Letters: We must talk to Muslim radicals

These letters are published in the Monday 27th April edition of the Independent

Share

Amid the horror of the Woolwich killings, politicians from all shades of the political spectrum appear to be agreed on one thing: whatever the grievances of the suspects, their actions cannot be justified by British foreign policy.

But the political establishment is in denial. There is a world of difference between justifying an action and explaining it. To seek to immediately shut down a debate on why our soldiers are killing people in different parts of the Muslim world in our name, is to play into the hands of people who commit atrocities on our soil. Indeed, to refuse to discuss these issues looks as if we have something to hide.

We should try to understand why a small section of the British Muslim community identifies more with citizens of other countries to the extent they advocate murder on our shores, and challenge this dangerous ideology.

To do this, we must confront and counteract their ideas about our foreign policy, and not refuse to enter into such a debate for fear of looking as if we are accepting justifications or excuses. By doing so, we stand a much better chance of exposing their ideas, and marginalising them, both inside and outside the British Muslim community.

Eventually, we will have to talk to such people, just as we have talked to other “terrorists”, such as the IRA.

Dr Shazad Amin

Sale, Greater Manchester

The Woolwich suspects were clear about their objective, “to start a war in London”, creating enmity between British citizens. Now, the Muslim community needs to help solve the problem within its ranks, as they suffer the backlash.

That is the purpose of a small minority of Muslims, and if their “victories” are to be denied, it is essential that the majority take a stand and “out” such individuals to the authorities.
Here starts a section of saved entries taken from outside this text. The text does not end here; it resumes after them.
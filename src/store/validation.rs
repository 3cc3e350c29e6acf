//! Payload schemas for planet creation and update.
//!
//! Each schema is a static table of fields checked in declaration order.
//! The first failing check wins, so a given payload always produces the
//! same message. Keys not declared in the schema are rejected after every
//! declared field has passed.

use serde::de::DeserializeOwned;
use serde_json::{Map, Number, Value};
use thiserror::Error;

use crate::models::{CreatePlanetInput, UpdatePlanetInput};

/// Largest integer a JSON client can round-trip through an IEEE double.
const MAX_SAFE_INTEGER: i64 = (1 << 53) - 1;

/// Name used in messages when the payload as a whole is rejected.
const ROOT: &str = "value";

#[derive(Debug, Clone, PartialEq, Eq, Error)]
#[error("{message}")]
pub struct ValidationError {
    /// The offending key, or `value` when the payload itself is malformed.
    pub field: String,
    pub message: String,
}

impl ValidationError {
    fn new(field: &str, reason: &str) -> Self {
        Self {
            field: field.to_string(),
            message: format!("\"{}\" {}", field, reason),
        }
    }
}

#[derive(Debug, Clone, Copy, PartialEq, Eq)]
enum FieldKind {
    /// A JSON number, or a numeric string, holding a safe integer.
    Integer,
    /// A JSON string with at least one character.
    String,
}

struct Field {
    name: &'static str,
    kind: FieldKind,
}

pub struct Schema {
    fields: &'static [Field],
}

pub const CREATE_PLANET: Schema = Schema {
    fields: &[
        Field {
            name: "id",
            kind: FieldKind::Integer,
        },
        Field {
            name: "name",
            kind: FieldKind::String,
        },
    ],
};

pub const UPDATE_PLANET: Schema = Schema {
    fields: &[Field {
        name: "name",
        kind: FieldKind::String,
    }],
};

impl Schema {
    /// Check `candidate` and return its fields with conversions applied.
    pub fn validate(&self, candidate: &Value) -> Result<Map<String, Value>, ValidationError> {
        let object = candidate
            .as_object()
            .ok_or_else(|| ValidationError::new(ROOT, "must be of type object"))?;

        let mut validated = Map::new();
        for field in self.fields {
            let value = object
                .get(field.name)
                .ok_or_else(|| ValidationError::new(field.name, "is required"))?;
            let value = match field.kind {
                FieldKind::Integer => check_integer(field.name, value)?,
                FieldKind::String => check_string(field.name, value)?,
            };
            validated.insert(field.name.to_string(), value);
        }

        if let Some(unknown) = object
            .keys()
            .find(|key| !self.fields.iter().any(|f| f.name == key.as_str()))
        {
            return Err(ValidationError::new(unknown, "is not allowed"));
        }

        Ok(validated)
    }
}

fn check_integer(name: &str, value: &Value) -> Result<Value, ValidationError> {
    let number = match value {
        Value::Number(n) => n
            .as_f64()
            .ok_or_else(|| ValidationError::new(name, "must be a number"))?,
        Value::String(s) => parse_numeric_string(s)
            .ok_or_else(|| ValidationError::new(name, "must be a number"))?,
        _ => return Err(ValidationError::new(name, "must be a number")),
    };

    // Exact integers arrive as i64/u64 and must not go through f64.
    if let Value::Number(n) = value {
        if let Some(i) = n.as_i64() {
            return safe_integer(name, i);
        }
        if n.as_u64().is_some() {
            return Err(ValidationError::new(name, "must be a safe number"));
        }
    }

    if !number.is_finite() || number.abs() > MAX_SAFE_INTEGER as f64 {
        return Err(ValidationError::new(name, "must be a safe number"));
    }
    if number.fract() != 0.0 {
        return Err(ValidationError::new(name, "must be an integer"));
    }
    safe_integer(name, number as i64)
}

fn safe_integer(name: &str, i: i64) -> Result<Value, ValidationError> {
    if i.unsigned_abs() > MAX_SAFE_INTEGER as u64 {
        return Err(ValidationError::new(name, "must be a safe number"));
    }
    Ok(Value::Number(Number::from(i)))
}

/// Accepts plain decimal notation with optional sign and exponent.
/// Rejects spellings such as `inf` or `NaN` that `f64::from_str` would take.
fn parse_numeric_string(s: &str) -> Option<f64> {
    let s = s.trim();
    if s.is_empty()
        || !s.bytes().any(|b| b.is_ascii_digit())
        || !s
            .bytes()
            .all(|b| b.is_ascii_digit() || matches!(b, b'+' | b'-' | b'.' | b'e' | b'E'))
    {
        return None;
    }
    s.parse().ok()
}

fn check_string(name: &str, value: &Value) -> Result<Value, ValidationError> {
    match value {
        Value::String(s) if s.is_empty() => {
            Err(ValidationError::new(name, "is not allowed to be empty"))
        }
        Value::String(_) => Ok(value.clone()),
        _ => Err(ValidationError::new(name, "must be a string")),
    }
}

pub fn validate_create(candidate: &Value) -> Result<CreatePlanetInput, ValidationError> {
    into_input(CREATE_PLANET.validate(candidate)?)
}

pub fn validate_update(candidate: &Value) -> Result<UpdatePlanetInput, ValidationError> {
    into_input(UPDATE_PLANET.validate(candidate)?)
}

/// Deserialize a map produced by [`Schema::validate`] into its typed input.
fn into_input<T: DeserializeOwned>(fields: Map<String, Value>) -> Result<T, ValidationError> {
    serde_json::from_value(Value::Object(fields)).map_err(|e| ValidationError {
        field: ROOT.to_string(),
        message: e.to_string(),
    })
}
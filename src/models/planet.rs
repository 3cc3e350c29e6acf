use serde::{Deserialize, Serialize};

/// A planet record.
///
/// The `id` is supplied by the client at creation time and never changes
/// afterwards. Only the `name` can be updated.
#[derive(Debug, Clone, PartialEq, Eq, Serialize, Deserialize)]
pub struct Planet {
    pub id: i64,
    pub name: String,
}

impl Planet {
    pub fn new(id: i64, name: impl Into<String>) -> Self {
        Self {
            id,
            name: name.into(),
        }
    }
}

/// Records every fresh store starts with.
pub fn default_planets() -> Vec<Planet> {
    vec![Planet::new(1, "Earth"), Planet::new(2, "Mars")]
}

/// Validated input for creating a planet.
#[derive(Debug, Clone, PartialEq, Eq, Serialize, Deserialize)]
pub struct CreatePlanetInput {
    pub id: i64,
    pub name: String,
}

impl From<CreatePlanetInput> for Planet {
    fn from(input: CreatePlanetInput) -> Self {
        Self {
            id: input.id,
            name: input.name,
        }
    }
}

/// Validated input for renaming a planet. The id is taken from the path.
#[derive(Debug, Clone, PartialEq, Eq, Serialize, Deserialize)]
pub struct UpdatePlanetInput {
    pub name: String,
}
If the Muslim community fails to do this then it becomes a collaborator. If the community cannot determine whether it is prepared to give up those intent on causing violent dissent, then the mosques that fail to report those people to the authorities should be closed.

Alan Stedall

Birmingham

Woolwich may have altered the course of British politics. It was also an attack on Queen, country and above all, freedom, to which David Cameron issued a robust retort. The allegations that the reaction betrayed a “racist” agenda are nonsense (letters, 25 May).

The Prime Minister’s statesmanlike response has surely silenced the backbench murmurings against his leadership, albeit temporarily. This leaves potential challengers and Ed Miliband sitting on the sidelines.

The Prime Minister’s decorum in the wake of the tragedy also made a telling contrast with the Mayor of London’s attempt to promote his own political agenda.

With the challenge of the Syrian crisis looming and his NHS reforms faltering, Mr Cameron has less than a year to prove he is more than a one-term Prime Minister.

Anthony Rodriguez

Staines Upon Thames,  Middlesex

 

The GPs of  today, and of yesterday

I think Dr Clare Gerada (Voices, 23 May) overstates her case by saying, “We routinely see up to 60 patients on a daily basis”. Giving an average of 10 minutes per patient, that represents 10 hours of surgery time a day. Few in this part of the world will believe this.

Some years ago, when a previous government wanted to create super-surgeries, the Family Doctor panel of the BMA put out a leaflet stating their belief in the importance of the relationship between family doctor and patient.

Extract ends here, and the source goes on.